[[ DATA FOR REVIEW, beginning ]]
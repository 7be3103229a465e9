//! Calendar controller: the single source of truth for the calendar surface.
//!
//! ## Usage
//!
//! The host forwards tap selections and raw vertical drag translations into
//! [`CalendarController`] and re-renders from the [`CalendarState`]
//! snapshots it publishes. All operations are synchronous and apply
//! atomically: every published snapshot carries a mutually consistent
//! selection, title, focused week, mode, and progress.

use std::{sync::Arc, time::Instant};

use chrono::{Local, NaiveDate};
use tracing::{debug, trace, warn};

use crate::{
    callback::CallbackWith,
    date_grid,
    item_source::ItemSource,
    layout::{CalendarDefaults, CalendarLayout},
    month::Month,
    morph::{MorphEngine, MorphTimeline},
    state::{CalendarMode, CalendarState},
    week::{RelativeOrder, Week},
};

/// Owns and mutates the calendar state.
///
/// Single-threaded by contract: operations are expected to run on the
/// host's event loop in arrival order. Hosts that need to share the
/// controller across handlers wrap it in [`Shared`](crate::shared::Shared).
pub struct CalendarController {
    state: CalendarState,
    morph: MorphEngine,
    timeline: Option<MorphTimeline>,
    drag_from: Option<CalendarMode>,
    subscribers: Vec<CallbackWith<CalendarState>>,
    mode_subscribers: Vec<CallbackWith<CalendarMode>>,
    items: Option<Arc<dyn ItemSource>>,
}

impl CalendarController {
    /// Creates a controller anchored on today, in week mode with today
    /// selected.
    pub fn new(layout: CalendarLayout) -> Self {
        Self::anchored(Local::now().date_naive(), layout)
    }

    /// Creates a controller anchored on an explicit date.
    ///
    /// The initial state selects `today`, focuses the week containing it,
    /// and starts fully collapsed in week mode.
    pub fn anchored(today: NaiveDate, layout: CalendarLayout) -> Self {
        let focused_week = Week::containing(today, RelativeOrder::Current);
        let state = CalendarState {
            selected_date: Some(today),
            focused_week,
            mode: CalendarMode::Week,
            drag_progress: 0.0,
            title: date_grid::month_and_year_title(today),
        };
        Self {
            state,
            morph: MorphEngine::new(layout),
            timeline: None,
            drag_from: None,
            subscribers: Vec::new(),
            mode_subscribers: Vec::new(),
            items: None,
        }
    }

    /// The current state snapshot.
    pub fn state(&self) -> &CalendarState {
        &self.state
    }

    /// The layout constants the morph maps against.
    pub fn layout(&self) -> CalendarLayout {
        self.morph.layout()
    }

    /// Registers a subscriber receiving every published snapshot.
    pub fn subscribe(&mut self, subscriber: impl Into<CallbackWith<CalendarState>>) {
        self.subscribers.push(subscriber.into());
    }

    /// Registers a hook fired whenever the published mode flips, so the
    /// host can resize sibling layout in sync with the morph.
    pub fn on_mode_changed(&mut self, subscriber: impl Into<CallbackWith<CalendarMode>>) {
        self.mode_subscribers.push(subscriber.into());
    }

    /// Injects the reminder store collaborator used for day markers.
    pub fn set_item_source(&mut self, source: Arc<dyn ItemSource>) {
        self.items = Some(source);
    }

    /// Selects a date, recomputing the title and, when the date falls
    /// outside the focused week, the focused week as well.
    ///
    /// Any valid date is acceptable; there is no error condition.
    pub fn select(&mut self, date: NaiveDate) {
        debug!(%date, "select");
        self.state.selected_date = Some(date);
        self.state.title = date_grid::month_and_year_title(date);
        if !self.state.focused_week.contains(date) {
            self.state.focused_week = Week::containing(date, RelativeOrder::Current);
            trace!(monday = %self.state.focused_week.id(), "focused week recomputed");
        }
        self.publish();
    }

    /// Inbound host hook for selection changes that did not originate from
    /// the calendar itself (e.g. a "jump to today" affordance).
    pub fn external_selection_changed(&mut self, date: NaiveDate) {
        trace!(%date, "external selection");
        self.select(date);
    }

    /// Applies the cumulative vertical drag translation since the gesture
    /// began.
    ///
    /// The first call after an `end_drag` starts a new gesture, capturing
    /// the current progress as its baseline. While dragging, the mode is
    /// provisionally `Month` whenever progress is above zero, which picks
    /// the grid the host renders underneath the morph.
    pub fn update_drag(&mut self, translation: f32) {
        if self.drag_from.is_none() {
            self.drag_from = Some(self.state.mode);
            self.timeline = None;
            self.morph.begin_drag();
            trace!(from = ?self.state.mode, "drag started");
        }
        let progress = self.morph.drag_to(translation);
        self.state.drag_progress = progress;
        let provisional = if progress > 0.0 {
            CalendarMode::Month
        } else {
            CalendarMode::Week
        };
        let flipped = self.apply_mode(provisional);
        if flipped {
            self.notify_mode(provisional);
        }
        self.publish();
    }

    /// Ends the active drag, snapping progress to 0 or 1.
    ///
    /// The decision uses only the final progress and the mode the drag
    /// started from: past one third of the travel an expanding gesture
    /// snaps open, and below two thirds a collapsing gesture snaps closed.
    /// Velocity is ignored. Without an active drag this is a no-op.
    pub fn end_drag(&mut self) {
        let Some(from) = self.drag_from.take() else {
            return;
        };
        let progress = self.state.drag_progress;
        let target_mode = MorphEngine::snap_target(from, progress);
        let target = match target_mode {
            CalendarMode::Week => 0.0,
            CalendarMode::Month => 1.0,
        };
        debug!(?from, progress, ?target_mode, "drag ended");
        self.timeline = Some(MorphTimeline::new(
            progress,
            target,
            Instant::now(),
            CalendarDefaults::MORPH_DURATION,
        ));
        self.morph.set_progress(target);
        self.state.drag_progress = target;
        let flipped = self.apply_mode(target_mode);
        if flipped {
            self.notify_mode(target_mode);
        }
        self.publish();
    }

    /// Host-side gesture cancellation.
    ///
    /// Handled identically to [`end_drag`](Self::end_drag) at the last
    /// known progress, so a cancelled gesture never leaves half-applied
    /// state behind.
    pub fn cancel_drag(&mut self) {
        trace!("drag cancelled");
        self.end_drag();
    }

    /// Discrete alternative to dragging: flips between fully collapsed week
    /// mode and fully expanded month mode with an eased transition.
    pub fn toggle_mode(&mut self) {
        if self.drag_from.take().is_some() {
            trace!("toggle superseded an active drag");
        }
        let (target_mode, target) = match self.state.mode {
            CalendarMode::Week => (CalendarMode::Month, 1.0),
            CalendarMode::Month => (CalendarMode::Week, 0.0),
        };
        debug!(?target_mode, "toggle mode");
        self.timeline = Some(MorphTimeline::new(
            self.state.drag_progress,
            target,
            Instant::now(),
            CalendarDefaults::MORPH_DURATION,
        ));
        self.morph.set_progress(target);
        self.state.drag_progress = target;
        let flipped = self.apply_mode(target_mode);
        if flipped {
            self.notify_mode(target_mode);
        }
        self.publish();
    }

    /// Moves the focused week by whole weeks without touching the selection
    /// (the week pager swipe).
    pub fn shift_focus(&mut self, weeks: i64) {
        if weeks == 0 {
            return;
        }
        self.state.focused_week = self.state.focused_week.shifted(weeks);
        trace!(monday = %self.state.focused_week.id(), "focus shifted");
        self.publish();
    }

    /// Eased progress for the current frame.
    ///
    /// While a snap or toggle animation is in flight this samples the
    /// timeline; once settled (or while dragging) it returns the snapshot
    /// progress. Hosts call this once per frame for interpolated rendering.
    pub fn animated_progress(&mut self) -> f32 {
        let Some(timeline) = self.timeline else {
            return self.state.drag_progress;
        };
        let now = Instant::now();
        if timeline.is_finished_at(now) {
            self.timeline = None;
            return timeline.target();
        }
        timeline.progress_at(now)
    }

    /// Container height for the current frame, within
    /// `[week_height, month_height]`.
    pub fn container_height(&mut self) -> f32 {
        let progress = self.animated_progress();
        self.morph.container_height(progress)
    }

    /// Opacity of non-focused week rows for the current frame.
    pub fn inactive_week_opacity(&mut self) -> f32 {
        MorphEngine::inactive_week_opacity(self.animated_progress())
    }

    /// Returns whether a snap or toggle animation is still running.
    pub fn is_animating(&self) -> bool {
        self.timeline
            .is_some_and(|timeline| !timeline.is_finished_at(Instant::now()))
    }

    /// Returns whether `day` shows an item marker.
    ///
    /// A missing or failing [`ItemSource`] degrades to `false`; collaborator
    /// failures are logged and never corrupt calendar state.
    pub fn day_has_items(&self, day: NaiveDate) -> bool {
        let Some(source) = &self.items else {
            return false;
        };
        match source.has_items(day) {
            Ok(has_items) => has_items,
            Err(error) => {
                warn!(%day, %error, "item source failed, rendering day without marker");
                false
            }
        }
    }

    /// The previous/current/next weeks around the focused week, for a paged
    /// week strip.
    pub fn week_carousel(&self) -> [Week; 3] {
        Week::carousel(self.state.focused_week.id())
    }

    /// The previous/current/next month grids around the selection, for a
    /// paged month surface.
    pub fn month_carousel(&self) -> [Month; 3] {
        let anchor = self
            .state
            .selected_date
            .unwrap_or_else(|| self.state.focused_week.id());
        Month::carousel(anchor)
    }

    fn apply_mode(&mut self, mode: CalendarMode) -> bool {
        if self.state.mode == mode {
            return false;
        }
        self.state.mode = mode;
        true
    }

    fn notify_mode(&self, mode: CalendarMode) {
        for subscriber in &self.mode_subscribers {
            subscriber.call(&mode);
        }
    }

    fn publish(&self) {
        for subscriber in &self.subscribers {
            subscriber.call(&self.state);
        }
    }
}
[[ DATA FOR REVIEW, end ]]
[[ DATA FOR REVIEW, beginning ]]
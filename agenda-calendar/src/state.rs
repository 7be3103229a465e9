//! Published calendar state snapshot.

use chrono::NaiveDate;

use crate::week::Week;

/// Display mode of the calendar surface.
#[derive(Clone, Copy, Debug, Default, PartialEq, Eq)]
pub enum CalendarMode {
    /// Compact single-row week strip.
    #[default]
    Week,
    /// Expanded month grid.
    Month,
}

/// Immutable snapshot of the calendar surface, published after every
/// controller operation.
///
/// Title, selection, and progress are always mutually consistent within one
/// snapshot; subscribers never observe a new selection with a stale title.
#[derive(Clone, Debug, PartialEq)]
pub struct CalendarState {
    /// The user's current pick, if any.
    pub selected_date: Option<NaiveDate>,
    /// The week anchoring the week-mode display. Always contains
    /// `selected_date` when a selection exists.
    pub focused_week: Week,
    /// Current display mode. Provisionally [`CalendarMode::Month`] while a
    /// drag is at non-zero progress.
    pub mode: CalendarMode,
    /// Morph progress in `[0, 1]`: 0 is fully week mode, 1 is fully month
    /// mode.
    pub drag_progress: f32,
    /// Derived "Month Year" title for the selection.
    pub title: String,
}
[[ DATA FOR REVIEW, end ]]
[[ DATA FOR REVIEW, beginning ]]
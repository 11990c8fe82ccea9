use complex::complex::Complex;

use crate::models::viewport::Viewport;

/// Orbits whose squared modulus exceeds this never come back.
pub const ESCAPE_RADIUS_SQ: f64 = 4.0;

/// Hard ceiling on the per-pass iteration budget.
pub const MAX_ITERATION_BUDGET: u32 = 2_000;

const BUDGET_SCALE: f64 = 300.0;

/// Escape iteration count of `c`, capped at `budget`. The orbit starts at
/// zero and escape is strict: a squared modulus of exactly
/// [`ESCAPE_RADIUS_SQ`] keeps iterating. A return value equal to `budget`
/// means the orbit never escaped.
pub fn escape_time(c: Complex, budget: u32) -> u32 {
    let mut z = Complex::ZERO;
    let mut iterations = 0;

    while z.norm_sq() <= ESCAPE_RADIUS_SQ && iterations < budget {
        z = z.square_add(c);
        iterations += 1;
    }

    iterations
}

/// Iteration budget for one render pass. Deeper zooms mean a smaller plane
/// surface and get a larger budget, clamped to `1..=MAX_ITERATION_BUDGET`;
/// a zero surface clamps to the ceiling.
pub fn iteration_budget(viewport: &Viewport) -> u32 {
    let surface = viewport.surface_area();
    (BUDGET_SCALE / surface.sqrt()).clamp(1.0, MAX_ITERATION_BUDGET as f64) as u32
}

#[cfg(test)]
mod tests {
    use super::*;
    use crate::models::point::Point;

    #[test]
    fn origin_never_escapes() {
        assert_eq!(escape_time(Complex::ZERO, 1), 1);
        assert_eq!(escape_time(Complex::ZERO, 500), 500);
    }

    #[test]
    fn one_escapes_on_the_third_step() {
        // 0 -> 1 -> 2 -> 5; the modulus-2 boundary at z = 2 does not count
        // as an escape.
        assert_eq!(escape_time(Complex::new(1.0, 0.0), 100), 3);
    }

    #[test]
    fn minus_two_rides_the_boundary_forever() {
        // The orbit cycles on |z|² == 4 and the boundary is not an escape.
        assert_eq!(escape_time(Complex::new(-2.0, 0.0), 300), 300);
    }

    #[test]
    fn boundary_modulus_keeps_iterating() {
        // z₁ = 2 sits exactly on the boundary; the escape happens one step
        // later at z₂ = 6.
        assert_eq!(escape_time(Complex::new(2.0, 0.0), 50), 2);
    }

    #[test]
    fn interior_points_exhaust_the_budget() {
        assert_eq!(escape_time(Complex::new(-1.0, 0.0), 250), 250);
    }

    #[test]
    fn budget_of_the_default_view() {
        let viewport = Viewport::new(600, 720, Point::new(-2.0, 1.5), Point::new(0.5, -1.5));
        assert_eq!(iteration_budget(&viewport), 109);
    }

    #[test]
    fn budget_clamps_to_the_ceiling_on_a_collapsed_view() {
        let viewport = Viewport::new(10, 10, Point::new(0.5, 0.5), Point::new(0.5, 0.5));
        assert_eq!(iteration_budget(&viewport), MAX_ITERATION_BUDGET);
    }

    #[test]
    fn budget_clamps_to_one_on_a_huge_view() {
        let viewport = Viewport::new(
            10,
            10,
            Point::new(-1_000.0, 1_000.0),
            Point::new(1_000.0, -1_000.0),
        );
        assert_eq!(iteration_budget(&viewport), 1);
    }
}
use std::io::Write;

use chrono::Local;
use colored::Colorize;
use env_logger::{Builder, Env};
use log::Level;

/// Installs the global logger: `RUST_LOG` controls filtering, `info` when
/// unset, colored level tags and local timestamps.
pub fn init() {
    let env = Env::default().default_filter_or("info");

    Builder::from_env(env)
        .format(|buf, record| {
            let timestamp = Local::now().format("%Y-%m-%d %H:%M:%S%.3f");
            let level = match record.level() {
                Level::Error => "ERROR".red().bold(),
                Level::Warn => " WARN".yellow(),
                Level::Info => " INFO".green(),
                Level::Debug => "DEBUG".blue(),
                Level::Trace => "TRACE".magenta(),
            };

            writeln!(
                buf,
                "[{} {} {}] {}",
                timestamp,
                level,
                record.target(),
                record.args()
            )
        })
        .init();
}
[[ DATA FOR REVIEW, end ]]
### ABOUT THIS EXERCISE
Copy out, word for word, the part of the entries above that begins at the line with "pub fn external_selection_changed(&mut" and ends at the line with "the mode is", including both.

### RESULT
    pub fn external_selection_changed(&mut self, date: NaiveDate) {
        trace!(%date, "external selection");
        self.select(date);
    }

    /// Applies the cumulative vertical drag translation since the gesture
    /// began.
    ///
    /// The first call after an `end_drag` starts a new gesture, capturing
    /// the current progress as its baseline. While dragging, the mode is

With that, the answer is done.